* **What you are asked to do**:
Please tally the lines below that contain the word "impl" and reply with the total alone.

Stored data
****

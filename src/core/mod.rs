//! Core keystroke feature pipeline.
//!
//! This module contains:
//! - Event ordering and validation
//! - Key state tracking (flight and dwell bookkeeping)
//! - Per-press feature derivation
//! - Session-scoped rolling statistics
//! - The canonical model input layout and inference window
//!
//! Batch and online paths both go through [`derive_features`], which is
//! what keeps their values identical for the same events.

pub mod features;
pub mod layout;
pub mod normalizer;
pub mod rolling;
pub mod tracker;
pub mod windowing;

// Re-export commonly used types
pub use features::{
    clamp_flight_time, DerivedFeatureRecord, FeatureDeriver, SessionContext,
    FLIGHT_TIME_CEILING_MS, START_DIGRAPH,
};
pub use layout::{ColumnTreatment, FeatureColumn, FeatureLayout, FEATURE_COUNT};
pub use normalizer::{EventNormalizer, NormalizedEvents};
pub use rolling::{rolling_variance, zscore, RollingStatistics, ROLLING_WINDOW};
pub use tracker::{ActiveKeyMap, DwellObservation, KeystrokeTracker};
pub use windowing::{latest_records, InferenceWindow, WINDOW_SIZE};

use crate::collector::types::KeystrokeEvent;

/// Order, derive, and attach rolling variance for one session's events.
///
/// Does not compute the batch-only normalized flight time.
pub fn derive_features(events: &[KeystrokeEvent], context: &SessionContext) -> Vec<DerivedFeatureRecord> {
    let ordered = EventNormalizer::normalize(events);
    let mut records = FeatureDeriver::derive(&ordered, context);
    RollingStatistics::apply(&mut records);
    records
}
//! TypeState - keystroke dynamics stress detection.
//!
//! This library turns browser keystroke logs into per-press timing features,
//! builds labeled training tables from them offline, and scores live typing
//! with a windowed classifier.
//!
//! # Guarantees
//!
//! - **One derivation**: batch and online paths share the same feature code
//! - **Order independence**: events are sorted by time before anything else
//! - **Stateless analysis**: each request carries the full history it needs
//! - **Fail fast**: missing model artifacts are reported, never guessed around
//!
//! # Architecture
//!
//! ```text
//! ┌─────────────────────────────────────────────────────────────┐
//! │                          TypeState                          │
//! ├─────────────────────────────────────────────────────────────┤
//! │  ┌─────────────┐   ┌─────────────┐   ┌─────────────┐        │
//! │  │  Collector  │──▶│ Normalizer  │──▶│  Features   │        │
//! │  │ (sessions)  │   │ (time sort) │   │(flight/var) │        │
//! │  └─────────────┘   └─────────────┘   └─────────────┘        │
//! │                                        │         │          │
//! │                                        ▼         ▼          │
//! │                              ┌─────────────┐ ┌───────────┐  │
//! │                              │   Builder   │ │ Analyzer  │  │
//! │                              │    (CSV)    │ │ (window)  │  │
//! │                              └─────────────┘ └───────────┘  │
//! └─────────────────────────────────────────────────────────────┘
//! ```
//!
//! # Example
//!
//! ```no_run
//! use typestate::{Config, ModelArtifacts, StressAnalyzer};
//! use typestate::collector::KeystrokeEvent;
//!
//! let config = Config::load().unwrap_or_default();
//! let analyzer = StressAnalyzer::from_load_result(ModelArtifacts::load(
//!     &config.resolved_model_path(),
//!     &config.resolved_scaler_path(),
//! ));
//!
//! let events = vec![KeystrokeEvent::down(0, "KeyA", "a")];
//! let result = analyzer.analyze(&events);
//! ```

pub mod analyzer;
pub mod builder;
pub mod collector;
pub mod config;
pub mod core;
pub mod error;
pub mod model;
pub mod transparency;

#[cfg(feature = "server")]
pub mod server;

// Re-export key types at crate root for convenience
pub use analyzer::{AnalysisOutcome, AnalysisResult, StressAnalyzer, StressStatus, STRESS_THRESHOLD};
pub use builder::{mode_statistics, BuildSummary, ModeStatistics, TrainingTable};
pub use collector::{KeystrokeEvent, Session};
pub use config::Config;
pub use core::{derive_features, DerivedFeatureRecord, FeatureLayout, WINDOW_SIZE};
pub use error::{AnalyzerError, ArtifactError, BuildError, InferenceError};
pub use model::{Classifier, LinearWindowClassifier, ModelArtifacts, ScalerParameters};
pub use transparency::{ProcessingLog, ProcessingStats, SharedProcessingLog};

/// Library version.
pub const VERSION: &str = env!("CARGO_PKG_VERSION");
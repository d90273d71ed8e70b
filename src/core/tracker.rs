//! Per-session key state: dwell pairing and flight-time bookkeeping.

use crate::collector::types::KeystrokeEvent;
use std::collections::HashMap;

/// An accepted press still waiting for its release.
#[derive(Debug, Clone, Copy, PartialEq, Eq)]
struct PendingPress {
    down_time: i64,
    /// Index of the feature record emitted for the press
    record_idx: usize,
}

/// Key identifier -> most recent unmatched accepted press.
#[derive(Debug, Default)]
pub struct ActiveKeyMap {
    pending: HashMap<String, PendingPress>,
}

impl ActiveKeyMap {
    pub fn len(&self) -> usize {
        self.pending.len()
    }

    pub fn is_empty(&self) -> bool {
        self.pending.is_empty()
    }

    pub fn contains(&self, key: &str) -> bool {
        self.pending.contains_key(key)
    }
}

/// Hold duration of a completed press, tied to the record of its down event.
#[derive(Debug, Clone, Copy, PartialEq, Eq)]
pub struct DwellObservation {
    pub down_time: i64,
    pub record_idx: usize,
    pub dwell_ms: i64,
}

/// Tracks key state while one session's ordered events are replayed.
///
/// A tracker lives for exactly one session; create a new one per session.
#[derive(Debug, Default)]
pub struct KeystrokeTracker {
    active: ActiveKeyMap,
    last_down_time: Option<i64>,
}

impl KeystrokeTracker {
    pub fn new() -> Self {
        Self::default()
    }

    /// Unclamped time since the last accepted press, or 0 for the first one.
    pub fn flight_time(&self, time: i64) -> i64 {
        self.last_down_time.map_or(0, |last| time.saturating_sub(last))
    }

    /// Register an accepted press and return its unclamped flight time.
    ///
    /// A still-pending press of the same key is abandoned.
    pub fn accept_down(&mut self, event: &KeystrokeEvent, record_idx: usize) -> i64 {
        let flight = self.flight_time(event.time);
        self.active.pending.insert(
            event.key.clone(),
            PendingPress {
                down_time: event.time,
                record_idx,
            },
        );
        self.last_down_time = Some(event.time);
        flight
    }

    /// Drop any pending press of `event`'s key without recording a new one.
    ///
    /// Used for rejected presses. Flight state is untouched.
    pub fn abandon(&mut self, event: &KeystrokeEvent) -> bool {
        self.active.pending.remove(&event.key).is_some()
    }

    /// Match a release against its pending press.
    ///
    /// Releases without a pending press (truncated capture, rejected press)
    /// yield nothing.
    pub fn release(&mut self, event: &KeystrokeEvent) -> Option<DwellObservation> {
        let press = self.active.pending.remove(&event.key)?;
        Some(DwellObservation {
            down_time: press.down_time,
            record_idx: press.record_idx,
            dwell_ms: event.time.saturating_sub(press.down_time),
        })
    }

    pub fn active_keys(&self) -> &ActiveKeyMap {
        &self.active
    }

    /// End the session, dropping presses that never saw a release.
    ///
    /// Returns the number of dropped presses.
    pub fn finish(self) -> usize {
        self.active.len()
    }
}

****

* **Written response**:
2